- What is required: Nothing but the lines holding the string "zones" should appear in the answer. Copy them from the entries.

____ Data to process

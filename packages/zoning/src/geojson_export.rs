//! `GeoJSON` export of zone boundaries for map front ends.
//!
//! Each zone becomes a `Polygon` feature (x = longitude, y = latitude, per
//! RFC 7946) carrying its regulations as properties, which is what
//! the map popups display.

use geojson::{Feature, FeatureCollection, Geometry, JsonObject, Value};

use crate::Zone;

/// Builds a `FeatureCollection` with one feature per zone, in iteration
/// order.
#[must_use]
pub fn to_feature_collection<'a>(zones: impl IntoIterator<Item = &'a Zone>) -> FeatureCollection {
    FeatureCollection {
        bbox: None,
        features: zones.into_iter().map(zone_feature).collect(),
        foreign_members: None,
    }
}

fn zone_feature(zone: &Zone) -> Feature {
    let geometry = Geometry::new(Value::from(zone.boundary.as_geo()));

    let mut properties = JsonObject::new();
    properties.insert("name".to_string(), zone.name.clone().into());
    properties.insert("pot".to_string(), zone.pot.into());
    properties.insert("cut".to_string(), zone.cut.into());
    properties.insert("restrictions".to_string(), zone.restrictions.clone().into());
    properties.insert("document".to_string(), zone.document_ref.clone().into());

    Feature {
        bbox: None,
        geometry: Some(geometry),
        id: None,
        properties: Some(properties),
        foreign_members: None,
    }
}
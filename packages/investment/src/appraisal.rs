//! End-to-end parcel appraisal: zone lookup, regulation merge, metrics.

use parcel_map_investment_models::{
    CostAssumptions, DEFAULT_CUT, DEFAULT_POT, InvestmentMetrics, PropertyInputs,
};
use parcel_map_zoning::resolver::ZoneResolver;
use parcel_map_zoning::{GeoPoint, Zone};
use serde::Serialize;

use crate::calculator::compute_with;

/// A parcel to appraise, as supplied by a listing or validation screen.
#[derive(Debug, Clone, Default, PartialEq)]
pub struct PropertyRequest {
    /// Land area in square meters.
    pub area_square_meters: f64,
    /// Acquisition price.
    pub acquisition_price: f64,
    /// Parcel location, if geocoded.
    pub location: Option<GeoPoint>,
    /// Zone name from the listing, used when the location matches no zone
    /// or is unknown.
    pub zone_hint: Option<String>,
    /// Operator-entered POT, used when no zone supplies one.
    pub pot: Option<f64>,
    /// Operator-entered CUT, used when no zone supplies one.
    pub cut: Option<f64>,
}

/// Outcome of [`appraise`].
#[derive(Debug, Clone, PartialEq, Serialize)]
#[serde(rename_all = "camelCase")]
pub struct Appraisal {
    /// Name of the governing zone, if one was found.
    pub zone: Option<String>,
    /// Inputs after merging the zone's regulations.
    pub inputs: PropertyInputs,
    /// Derived figures, or `None` when the inputs are degenerate.
    pub metrics: Option<InvestmentMetrics>,
    /// Why `metrics` is missing.
    pub unavailable_reason: Option<String>,
}

/// Overlays a zone's POT/CUT onto `inputs`.
///
/// Regulations the zone does not define leave the caller's values in place.
#[must_use]
pub fn apply_zone(inputs: PropertyInputs, zone: &Zone) -> PropertyInputs {
    PropertyInputs {
        pot: zone.pot.unwrap_or(inputs.pot),
        cut: zone.cut.unwrap_or(inputs.cut),
        ..inputs
    }
}

/// Resolves the governing zone, merges its regulations into the request,
/// and computes the metrics.
///
/// Never fails: a missing zone keeps the request's (or default) POT/CUT,
/// and degenerate inputs produce an appraisal without metrics.
#[must_use]
pub fn appraise(
    resolver: &ZoneResolver,
    request: &PropertyRequest,
    assumptions: &CostAssumptions,
) -> Appraisal {
    let hint = request.zone_hint.as_deref();
    let zone = match request.location {
        Some(point) => resolver.resolve_with_hint(point, hint),
        None => hint.and_then(|name| resolver.resolve(name)),
    };

    let base = PropertyInputs {
        area_square_meters: request.area_square_meters,
        acquisition_price: request.acquisition_price,
        pot: request.pot.unwrap_or(DEFAULT_POT),
        cut: request.cut.unwrap_or(DEFAULT_CUT),
    };

    let inputs = match zone {
        Some(zone) => {
            log::debug!("Parcel governed by zone '{}'", zone.name);
            apply_zone(base, zone)
        }
        None => {
            log::debug!("No governing zone found; keeping POT/CUT defaults");
            base
        }
    };

    let (metrics, unavailable_reason) = match compute_with(&inputs, assumptions) {
        Ok(metrics) => (Some(metrics), None),
        Err(e) => {
            log::warn!("Metrics unavailable: {e}");
            (None, Some(e.to_string()))
        }
    };

    Appraisal {
        zone: zone.map(|z| z.name.clone()),
        inputs,
        metrics,
        unavailable_reason,
    }
}

#[cfg(test)]
mod tests {
    use super::*;
    use parcel_map_zoning::catalog::seed_registry;

    fn resolver() -> ZoneResolver {
        ZoneResolver::new(seed_registry())
    }

    #[test]
    fn zone_regulations_override_request_values() {
        let request = PropertyRequest {
            area_square_meters: 1000.0,
            acquisition_price: 100_000.0,
            location: Some(GeoPoint::new(44.4432, 26.0959)),
            pot: Some(10.0),
            cut: Some(0.5),
            ..PropertyRequest::default()
        };

        let appraisal = appraise(&resolver(), &request, &CostAssumptions::default());

        assert_eq!(appraisal.zone.as_deref(), Some("Amzei"));
        assert!((appraisal.inputs.pot - 65.0).abs() < f64::EPSILON);
        assert!((appraisal.inputs.cut - 2.5).abs() < f64::EPSILON);

        let metrics = appraisal.metrics.unwrap();
        assert!((metrics.land_occupation - 650.0).abs() < 1e-9);
        assert!((metrics.usage_coefficient - 2500.0).abs() < 1e-9);
        assert!(appraisal.unavailable_reason.is_none());
    }

    #[test]
    fn falls_back_to_zone_hint() {
        let request = PropertyRequest {
            area_square_meters: 1000.0,
            acquisition_price: 100_000.0,
            location: Some(GeoPoint::new(44.40, 26.00)),
            zone_hint: Some("UCB".to_string()),
            ..PropertyRequest::default()
        };

        let appraisal = appraise(&resolver(), &request, &CostAssumptions::default());
        assert_eq!(appraisal.zone.as_deref(), Some("UCB"));
        assert!((appraisal.inputs.pot - 25.0).abs() < f64::EPSILON);
        assert!((appraisal.inputs.cut - 0.8).abs() < f64::EPSILON);
    }

    #[test]
    fn name_only_request_resolves_by_name() {
        let request = PropertyRequest {
            area_square_meters: 400.0,
            acquisition_price: 40_000.0,
            zone_hint: Some("Blanc".to_string()),
            ..PropertyRequest::default()
        };

        let appraisal = appraise(&resolver(), &request, &CostAssumptions::default());
        assert_eq!(appraisal.zone.as_deref(), Some("Blanc"));
    }

    #[test]
    fn no_zone_keeps_defaults() {
        let request = PropertyRequest {
            area_square_meters: 1000.0,
            acquisition_price: 100_000.0,
            location: Some(GeoPoint::new(44.40, 26.00)),
            ..PropertyRequest::default()
        };

        let appraisal = appraise(&resolver(), &request, &CostAssumptions::default());
        assert!(appraisal.zone.is_none());
        assert!((appraisal.inputs.pot - DEFAULT_POT).abs() < f64::EPSILON);
        assert!((appraisal.inputs.cut - DEFAULT_CUT).abs() < f64::EPSILON);

        let metrics = appraisal.metrics.unwrap();
        assert!((metrics.profit_difference - 850.0).abs() < 1e-9);
    }

    #[test]
    fn degenerate_inputs_yield_unavailable_metrics() {
        let request = PropertyRequest {
            area_square_meters: 0.0,
            acquisition_price: 100_000.0,
            ..PropertyRequest::default()
        };

        let appraisal = appraise(&resolver(), &request, &CostAssumptions::default());
        assert!(appraisal.metrics.is_none());
        assert!(appraisal.unavailable_reason.is_some());
    }

    #[test]
    fn apply_zone_keeps_values_the_zone_lacks() {
        let zone = Zone::new("Partial", parcel_map_zoning::GeoPolygon::new(vec![])).with_cut(1.8);
        let merged = apply_zone(PropertyInputs::new(100.0, 0.0).with_pot(30.0), &zone);
        assert!((merged.pot - 30.0).abs() < f64::EPSILON);
        assert!((merged.cut - 1.8).abs() < f64::EPSILON);
    }
}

________

- Solution to the problem:
pub fn to_feature_collection<'a>(zones: impl IntoIterator<Item = &'a Zone>) -> FeatureCollection {
        features: zones.into_iter().map(zone_feature).collect(),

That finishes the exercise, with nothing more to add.